2014 Elections: Three things the GOP must do to win
WASHINGTON, January 22, 2014 — The Obama Administration’s rocky implementation of the Affordable Care Act has made the Republican Party increasingly optimistic in the early days of 2014. Each piece of bad Obamacare news has helped cement “Winning the Senate” as the top item on the GOP’s New Year’s resolution list.
And why not? With every failure, the fissures in President Obama’s electoral coalition widen a bit more. Those cracks were on display in December polls. Millenials don’t like the law – 56 percent disapprove, according to one survey from the Harvard Institute of Politics. The president’s approval ratings are falling among Latino and Hispanic voters, says a Gallup poll; Obama’s 52 percent mark reflects a 23 percent drop in the past year.
This news is encouraging for Republican election prospects. It also comes with an important to-do list. Just because people are frustrated with Democrats doesn’t mean they will run into the Republicans’ open arms.
How can candidates running in 2014 make the most of the Obamacare moment?
The media might cover political races just like sports, but Obamacare is not an ill-timed fumble or strikeout. This is a critical policy failure with real-world implications. The law has cancelled policies and forced people to pay even more for the coverage they have. Striking the right tone will be essential for any serious candidate.
Sure, it’s embarrassing that the executive branch of the most powerful nation on Earth could not build a working website. That makes for great late-night monologue fodder, and it puts egg squarely on the faces of big-government Democrats. But the real issue is that the people getting the 404s need the insurance for themselves and their families.
This isn’t a game. People are hurting.
Wise candidates running in 2014 will remember this, and strike a more empathetic tone when asking Obamacare’s victims for their vote.
2. Listen and Engage
With each snake-bitten rollout phase, Obamacare seems to affect more people negatively. Many Republican officeholders and organizations have built websites and landing pages to allow people to share their stories.
That’s a good start. The next level is to pay careful attention to social media conversations, such as tweets and Facebook posts.

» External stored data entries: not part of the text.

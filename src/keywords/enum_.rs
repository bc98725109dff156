use crate::{
    context::{Scope, ValidationContext},
    error::{SchemaError, ValidationErrorKind},
    keywords::{helpers, CheckResult},
    paths::InstancePath,
};
use serde_json::Value;

/// `enum`: the value has to be deep-equal to one of the options.
pub(crate) fn check(
    ctx: &mut ValidationContext<'_>,
    instance: &Value,
    options: &Value,
    scope: &Scope,
    path: &InstancePath<'_>,
) -> CheckResult {
    let items = options.as_array().ok_or_else(|| {
        SchemaError::malformed(
            &scope.base,
            format!("'enum' must be an array, got {}", options),
        )
    })?;
    if items.iter().any(|item| helpers::equal(instance, item)) {
        return Ok(());
    }
    ctx.error(
        ValidationErrorKind::Enum {
            options: options.clone(),
        },
        path,
    )
}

Venting frustration through social media channels has become more common. Many people do so publicly, the equivalent of standing on a street corner soapbox to tell the world that increased health insurance premiums are an unfair burden on an already-tight family budget.
The world may not seem to be listening, but if it’s a public post, a candidate sure could. Not only is that person a potential voter, but the way people are talking about the health insurance law can help a smart candidate better understand the specific needs of his or her constituents. That person may also be less interested in politics; standing on the right side of health care issues could also give Republicans a chance to expand the electorate and bring folks to the polls who would not otherwise vote.
People are much more likely to take to their own Facebook or Twitter account and sound off publicly than to log onto a Senate candidate’s website to share their story.
Technology allows campaigns to listen carefully to social media chatter. Obamacare is the type of political issue that inspires conversation – not only among political operatives and pundits, but among everyone affected by the law. Campaigns should spend the early part of the year tuning into that buzz.
When the politicking really heats up during the summer and early fall, all this listening will pay off. Slick television commercials and expensive ad buys may help keep messages out there, but they won’t bring people to the polls. The social media chatter happening right now could, if properly monitored and tracked, form the basis of a get-out-the-vote list in November.
In a tight race, listening early will help a campaign late.
3. Stand for “Health Care Reform” – Not “Repealing Obamacare”
Obamacare is now the law of the land. That means the Republican Party will be the party of change and reform in November.
In 2012, President Obama managed to be the “hope and change” candidate despite his incumbency while painting the GOP as the party of regression. With campaign rhetoric that centered on undoing the President’s mistakes, Republicans didn’t help themselves.
There is a difference between going back to the drawing board and charting a new course, and voters tend to side with the latter. The concept of repealing Obamacare polls well, but that’s a trap. To make gains in Congress, Republicans must embrace the language of reform.
The public won’t go to the polls in November simply to punish the architects of Obamacare. They want to vote for someone who can fix the problem – and make the bad news stop.